Re: [PATCH] Add noinline attribute

From: Andi Kleen
Date: Thu Jan 15 2004 - 02:51:43 EST


On Wed, Jan 14, 2004 at 03:23:35PM -0800, Linus Torvalds wrote:
>
>
> On Wed, 14 Jan 2004, Andi Kleen wrote:
> >
> > do_test_wp_bit cannot be inlined, otherwise the kernel doesn't boot
> > because the exception tables get reordered.
>
> This patch seems to just hide the _real_ bug, which is that the exception
> table gets confused.
>
> If the exception table is confused, you'll get oopses on bad user system
> call pointers, but since that is uncommon, you'll never see it under
> normal circumstances. This is the only exception that you'll always see.

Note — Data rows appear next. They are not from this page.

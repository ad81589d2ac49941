//! Command handlers and the context they run with.

use std::future::Future;
use std::sync::Arc;

use async_trait::async_trait;
use axum::body::Bytes;
use axum::http::HeaderMap;
use serde::de::DeserializeOwned;
use serde::{Deserialize, Serialize};
use serde_json::Value;
use zvr_vyos_config::Device;

use crate::error::AgentResult;

/// What a handler produces: a JSON reply, or nothing for an empty body.
pub type CommandOutput = Option<Value>;

/// Standard reply fields shared by every command.
#[derive(Debug, Clone, PartialEq, Eq, Serialize, Deserialize)]
pub struct ReplyHeader {
    /// Whether the command succeeded.
    pub success: bool,
    /// Failure message; empty on success.
    pub error: String,
}

impl ReplyHeader {
    /// A successful reply.
    pub fn ok() -> Self {
        Self {
            success: true,
            error: String::new(),
        }
    }

    /// A failed reply carrying `error`.
    pub fn failure(error: impl Into<String>) -> Self {
        Self {
            success: false,
            error: error.into(),
        }
    }

    /// The reply as a JSON value.
    pub fn to_value(&self) -> Value {
        serde_json::json!({ "success": self.success, "error": self.error })
    }
}

/// Everything a handler gets to see about one command invocation.
#[derive(Debug, Clone)]
pub struct CommandContext {
    path: String,
    headers: HeaderMap,
    body: Bytes,
    device: Device,
}

impl CommandContext {
    /// Bundles one request for a handler.
    pub fn new(path: impl Into<String>, headers: HeaderMap, body: Bytes, device: Device) -> Self {
        Self {
            path: path.into(),
            headers,
            body,
            device,
        }
    }

    /// The request path the command was registered under.
    pub fn path(&self) -> &str {
        &self.path
    }

    /// A request header as text, if present and valid.
    pub fn header(&self, name: &str) -> Option<&str> {
        self.headers.get(name).and_then(|v| v.to_str().ok())
    }

    /// The raw request body.
    pub fn body(&self) -> &[u8] {
        &self.body
    }

    /// Decodes the JSON command payload.
    pub fn command<T: DeserializeOwned>(&self) -> AgentResult<T> {
        Ok(serde_json::from_slice(&self.body)?)
    }

    /// The device this agent manages.
    pub fn device(&self) -> &Device {
        &self.device
    }

    /// Mutable access to headers, for interceptors that rewrite requests.
    pub fn headers_mut(&mut self) -> &mut HeaderMap {
        &mut self.headers
    }
}

/// A named command's implementation.
#[async_trait]
pub trait CommandHandler: Send + Sync {
    /// Runs the command. Errors become a `success: false` reply.
    async fn handle(&self, ctx: CommandContext) -> AgentResult<CommandOutput>;
}

/// Adapter turning an async closure into a [`CommandHandler`].
pub struct FnHandler<F>(F);

#[async_trait]
impl<F, Fut> CommandHandler for FnHandler<F>
where
    F: Fn(CommandContext) -> Fut + Send + Sync,
    Fut: Future<Output = AgentResult<CommandOutput>> + Send,
{
    async fn handle(&self, ctx: CommandContext) -> AgentResult<CommandOutput> {
        (self.0)(ctx).await
    }
}

/// Wraps an async closure as a shareable handler.
///
/// ```ignore
/// let echo = handler_fn(|_ctx| async { Ok(None) });
/// ```
pub fn handler_fn<F, Fut>(f: F) -> Arc<dyn CommandHandler>
where
    F: Fn(CommandContext) -> Fut + Send + Sync + 'static,
    Fut: Future<Output = AgentResult<CommandOutput>> + Send + 'static,
{
    Arc::new(FnHandler(f))
}


#[cfg(test)]
mod tests {
    use super::*;
    use crate::error::AgentError;

    #[derive(Debug, Deserialize)]
    struct SetHostName {
        #[serde(rename = "hostName")]
        host_name: String,
    }

    fn context(body: &str) -> CommandContext {
        let mut headers = HeaderMap::new();
        headers.insert("taskuuid", "abc".parse().unwrap());
        CommandContext::new(
            "/sethostname",
            headers,
            Bytes::from(body.to_string()),
            test_support::static_device(""),
        )
    }

    #[test]
    fn test_command_decodes_body() {
        let ctx = context(r#"{"hostName":"router1"}"#);
        let cmd: SetHostName = ctx.command().unwrap();
        assert_eq!(cmd.host_name, "router1");
        assert_eq!(ctx.header("taskuuid"), Some("abc"));
        assert_eq!(ctx.header("callbackurl"), None);
        assert_eq!(ctx.path(), "/sethostname");
    }

    #[test]
    fn test_command_rejects_bad_json() {
        let ctx = context("not json");
        let result: AgentResult<SetHostName> = ctx.command();
        assert!(matches!(result, Err(AgentError::InvalidCommand(_))));
    }

    #[test]
    fn test_reply_header_values() {
        assert_eq!(
            ReplyHeader::failure("boom").to_value(),
            serde_json::json!({"success": false, "error": "boom"})
        );
        assert!(ReplyHeader::ok().success);
    }

    #[tokio::test]
    async fn test_handler_fn() {
        let handler = handler_fn(|ctx: CommandContext| async move {
            Ok(Some(serde_json::json!({ "path": ctx.path() })))
        });
        let output = handler.handle(context("{}")).await.unwrap();
        assert_eq!(output, Some(serde_json::json!({"path": "/sethostname"})));
    }
}
//! Commands every agent serves regardless of installed plugins.

use serde_json::json;

use crate::dispatcher::DispatcherBuilder;
use crate::error::AgentResult;
use crate::handler::{handler_fn, CommandContext};

/// Liveness check; replies with an empty body.
pub const ECHO_PATH: &str = "/echo";

/// Dumps the running configuration as seen by the tree engine.
pub const CONFIGURATION_PATH: &str = "/configuration";

/// Registers the built-in commands.
///
/// Both are read-only and run without the device lock.
pub fn register_builtin_commands(builder: &mut DispatcherBuilder) -> AgentResult<()> {
    builder.register_sync(ECHO_PATH, handler_fn(|_ctx: CommandContext| async { Ok(None) }))?;

    builder.register_sync(
        CONFIGURATION_PATH,
        handler_fn(|ctx: CommandContext| async move {
            let tree = ctx.device().load_tree().await?;
            Ok(Some(json!({
                "success": true,
                "configuration": tree.serialize(),
            })))
        }),
    )?;

    Ok(())
}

Actually you would get a non booting system because the broken mount
ABI does a stress test of EFAULT on every boot.

The only problem is using the exception table from __init functions. It is long
known that this doesn't work because the exception table setup relies
on the linker generating functions in order and __init violates that.

This has broken various things over time, but so far nothing in mainline
i386 yet. I think kdb did this sorting forever for example.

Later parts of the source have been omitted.